═════ DATASET ═════

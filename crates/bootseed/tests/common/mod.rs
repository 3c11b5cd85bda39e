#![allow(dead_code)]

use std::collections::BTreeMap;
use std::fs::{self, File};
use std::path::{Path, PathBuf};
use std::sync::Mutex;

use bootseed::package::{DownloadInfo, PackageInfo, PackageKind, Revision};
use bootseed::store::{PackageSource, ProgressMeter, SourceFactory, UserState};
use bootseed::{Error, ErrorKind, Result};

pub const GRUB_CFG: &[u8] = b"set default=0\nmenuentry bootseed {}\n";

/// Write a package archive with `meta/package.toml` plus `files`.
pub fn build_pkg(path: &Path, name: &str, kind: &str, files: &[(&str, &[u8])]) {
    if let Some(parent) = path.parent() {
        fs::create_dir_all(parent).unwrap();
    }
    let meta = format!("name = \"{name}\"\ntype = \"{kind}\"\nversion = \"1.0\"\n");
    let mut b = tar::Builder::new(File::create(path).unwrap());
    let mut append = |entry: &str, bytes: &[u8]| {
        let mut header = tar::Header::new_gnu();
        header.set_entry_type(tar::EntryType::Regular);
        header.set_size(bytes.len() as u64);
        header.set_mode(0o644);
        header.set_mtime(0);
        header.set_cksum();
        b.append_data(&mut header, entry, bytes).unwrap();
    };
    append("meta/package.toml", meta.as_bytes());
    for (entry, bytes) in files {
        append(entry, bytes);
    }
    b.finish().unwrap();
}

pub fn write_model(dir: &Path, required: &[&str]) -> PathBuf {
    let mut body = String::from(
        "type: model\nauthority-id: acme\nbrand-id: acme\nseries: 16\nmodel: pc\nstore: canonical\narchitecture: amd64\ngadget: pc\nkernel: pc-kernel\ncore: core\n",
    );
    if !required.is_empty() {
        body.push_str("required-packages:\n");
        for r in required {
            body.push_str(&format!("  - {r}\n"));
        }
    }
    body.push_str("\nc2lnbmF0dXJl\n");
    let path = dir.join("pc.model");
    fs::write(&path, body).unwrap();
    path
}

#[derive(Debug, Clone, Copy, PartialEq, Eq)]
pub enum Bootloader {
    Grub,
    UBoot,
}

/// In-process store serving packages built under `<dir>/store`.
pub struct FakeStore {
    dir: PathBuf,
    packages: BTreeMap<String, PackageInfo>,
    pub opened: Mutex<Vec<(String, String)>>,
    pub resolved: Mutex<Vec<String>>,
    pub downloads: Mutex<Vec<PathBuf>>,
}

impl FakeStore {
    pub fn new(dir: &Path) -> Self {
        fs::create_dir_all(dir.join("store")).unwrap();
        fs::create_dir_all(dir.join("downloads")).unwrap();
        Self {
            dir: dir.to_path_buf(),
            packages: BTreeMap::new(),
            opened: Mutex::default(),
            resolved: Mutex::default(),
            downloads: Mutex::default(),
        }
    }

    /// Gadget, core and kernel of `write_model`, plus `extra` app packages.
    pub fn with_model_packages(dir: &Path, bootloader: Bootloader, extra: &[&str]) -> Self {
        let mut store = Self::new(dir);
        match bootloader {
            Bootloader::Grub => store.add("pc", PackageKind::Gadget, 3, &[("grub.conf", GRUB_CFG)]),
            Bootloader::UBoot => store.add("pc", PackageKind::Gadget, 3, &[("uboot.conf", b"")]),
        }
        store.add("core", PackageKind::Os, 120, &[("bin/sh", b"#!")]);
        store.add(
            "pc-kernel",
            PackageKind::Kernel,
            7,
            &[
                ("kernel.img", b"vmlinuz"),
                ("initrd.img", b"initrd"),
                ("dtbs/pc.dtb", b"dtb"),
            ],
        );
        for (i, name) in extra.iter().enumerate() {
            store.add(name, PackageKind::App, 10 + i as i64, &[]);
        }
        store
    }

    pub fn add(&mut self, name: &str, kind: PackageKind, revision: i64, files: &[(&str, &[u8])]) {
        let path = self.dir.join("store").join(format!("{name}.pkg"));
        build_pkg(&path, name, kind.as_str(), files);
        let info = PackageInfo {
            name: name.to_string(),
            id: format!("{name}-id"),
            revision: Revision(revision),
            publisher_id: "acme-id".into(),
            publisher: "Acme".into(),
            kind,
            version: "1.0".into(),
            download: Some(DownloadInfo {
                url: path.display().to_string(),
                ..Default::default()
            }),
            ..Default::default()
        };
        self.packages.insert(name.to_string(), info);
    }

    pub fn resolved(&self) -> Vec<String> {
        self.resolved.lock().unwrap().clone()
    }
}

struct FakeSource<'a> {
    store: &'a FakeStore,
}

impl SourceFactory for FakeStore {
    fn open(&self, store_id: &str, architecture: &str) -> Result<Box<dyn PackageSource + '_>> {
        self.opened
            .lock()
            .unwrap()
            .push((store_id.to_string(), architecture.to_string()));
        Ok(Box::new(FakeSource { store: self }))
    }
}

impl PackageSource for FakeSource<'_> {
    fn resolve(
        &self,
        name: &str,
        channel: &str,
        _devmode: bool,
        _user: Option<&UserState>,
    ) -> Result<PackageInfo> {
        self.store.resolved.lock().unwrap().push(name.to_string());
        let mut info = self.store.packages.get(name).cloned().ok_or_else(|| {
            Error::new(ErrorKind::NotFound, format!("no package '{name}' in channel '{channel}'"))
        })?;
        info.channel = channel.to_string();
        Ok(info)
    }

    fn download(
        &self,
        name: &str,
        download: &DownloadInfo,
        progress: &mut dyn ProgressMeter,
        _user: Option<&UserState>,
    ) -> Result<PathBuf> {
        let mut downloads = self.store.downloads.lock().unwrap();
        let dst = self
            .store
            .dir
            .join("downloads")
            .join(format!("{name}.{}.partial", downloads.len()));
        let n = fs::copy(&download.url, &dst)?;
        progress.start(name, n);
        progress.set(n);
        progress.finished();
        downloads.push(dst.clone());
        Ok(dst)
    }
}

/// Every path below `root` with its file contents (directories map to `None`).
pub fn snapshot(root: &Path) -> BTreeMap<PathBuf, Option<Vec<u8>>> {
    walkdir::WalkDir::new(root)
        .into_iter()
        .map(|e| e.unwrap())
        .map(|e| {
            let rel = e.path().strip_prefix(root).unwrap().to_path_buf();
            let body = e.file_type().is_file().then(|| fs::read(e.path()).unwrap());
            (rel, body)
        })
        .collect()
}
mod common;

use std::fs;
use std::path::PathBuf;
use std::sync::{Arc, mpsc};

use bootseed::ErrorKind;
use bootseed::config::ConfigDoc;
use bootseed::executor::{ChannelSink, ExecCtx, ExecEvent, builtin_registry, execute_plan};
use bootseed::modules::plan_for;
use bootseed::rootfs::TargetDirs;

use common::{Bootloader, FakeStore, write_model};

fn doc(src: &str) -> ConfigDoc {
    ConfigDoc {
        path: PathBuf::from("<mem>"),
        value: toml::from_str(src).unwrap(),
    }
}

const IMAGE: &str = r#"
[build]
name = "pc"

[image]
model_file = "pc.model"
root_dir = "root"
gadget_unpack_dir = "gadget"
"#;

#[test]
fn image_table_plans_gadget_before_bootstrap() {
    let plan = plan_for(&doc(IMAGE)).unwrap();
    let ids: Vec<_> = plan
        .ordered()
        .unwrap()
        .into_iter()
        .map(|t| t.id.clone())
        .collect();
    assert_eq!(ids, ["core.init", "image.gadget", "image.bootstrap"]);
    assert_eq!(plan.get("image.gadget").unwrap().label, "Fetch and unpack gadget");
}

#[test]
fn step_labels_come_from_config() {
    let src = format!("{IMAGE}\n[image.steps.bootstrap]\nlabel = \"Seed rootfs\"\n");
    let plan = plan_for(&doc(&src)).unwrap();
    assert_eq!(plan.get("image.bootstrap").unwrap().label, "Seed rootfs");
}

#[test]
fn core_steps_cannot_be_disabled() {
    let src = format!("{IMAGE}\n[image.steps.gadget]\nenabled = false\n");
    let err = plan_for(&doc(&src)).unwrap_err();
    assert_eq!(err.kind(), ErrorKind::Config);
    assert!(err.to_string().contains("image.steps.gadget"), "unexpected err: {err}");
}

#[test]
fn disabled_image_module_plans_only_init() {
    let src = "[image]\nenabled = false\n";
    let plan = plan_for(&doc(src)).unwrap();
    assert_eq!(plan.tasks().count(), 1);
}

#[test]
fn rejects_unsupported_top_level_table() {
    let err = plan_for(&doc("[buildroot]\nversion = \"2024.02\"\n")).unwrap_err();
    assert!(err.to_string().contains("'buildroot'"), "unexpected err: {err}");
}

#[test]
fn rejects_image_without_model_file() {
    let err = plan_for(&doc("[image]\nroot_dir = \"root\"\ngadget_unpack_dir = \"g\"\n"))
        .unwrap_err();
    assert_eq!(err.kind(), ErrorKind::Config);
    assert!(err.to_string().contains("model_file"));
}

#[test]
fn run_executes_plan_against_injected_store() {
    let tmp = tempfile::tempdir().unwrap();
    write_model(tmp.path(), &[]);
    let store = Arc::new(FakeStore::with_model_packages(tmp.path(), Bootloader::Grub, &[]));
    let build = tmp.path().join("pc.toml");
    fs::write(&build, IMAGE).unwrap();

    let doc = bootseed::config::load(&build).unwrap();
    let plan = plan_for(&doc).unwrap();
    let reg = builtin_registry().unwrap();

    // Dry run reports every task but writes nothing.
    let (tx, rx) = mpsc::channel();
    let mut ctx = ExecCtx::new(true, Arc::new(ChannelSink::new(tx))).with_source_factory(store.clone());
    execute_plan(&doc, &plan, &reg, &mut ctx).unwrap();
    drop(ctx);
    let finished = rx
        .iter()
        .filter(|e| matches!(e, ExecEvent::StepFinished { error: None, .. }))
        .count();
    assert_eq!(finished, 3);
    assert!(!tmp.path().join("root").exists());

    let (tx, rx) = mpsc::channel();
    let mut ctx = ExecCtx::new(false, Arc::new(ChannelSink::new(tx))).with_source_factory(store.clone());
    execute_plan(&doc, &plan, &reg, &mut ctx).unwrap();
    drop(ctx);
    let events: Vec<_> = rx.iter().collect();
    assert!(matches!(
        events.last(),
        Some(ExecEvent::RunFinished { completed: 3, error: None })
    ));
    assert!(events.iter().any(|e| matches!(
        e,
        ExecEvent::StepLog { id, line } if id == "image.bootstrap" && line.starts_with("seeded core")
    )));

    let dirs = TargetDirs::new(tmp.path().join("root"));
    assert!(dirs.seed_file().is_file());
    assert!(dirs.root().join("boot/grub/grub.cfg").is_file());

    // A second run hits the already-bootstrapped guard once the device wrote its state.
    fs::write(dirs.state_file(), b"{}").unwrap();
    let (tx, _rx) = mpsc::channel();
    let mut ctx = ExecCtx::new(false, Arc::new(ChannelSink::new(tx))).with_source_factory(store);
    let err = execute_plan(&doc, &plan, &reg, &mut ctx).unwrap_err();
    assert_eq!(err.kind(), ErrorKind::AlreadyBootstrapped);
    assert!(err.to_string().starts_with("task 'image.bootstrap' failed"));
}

═════

§ **WHAT THE TASK ASKS**
Through the line that holds "use std::sync::Mutex;", repeat the material above exactly, starting at its first line.

§ **OUTPUT**
filename crates/bootseed/tests/common/mod.rs
repository 3c11b5cd85bda39e
#![allow(dead_code)]

use std::collections::BTreeMap;
use std::fs::{self, File};
use std::path::{Path, PathBuf};
use std::sync::Mutex;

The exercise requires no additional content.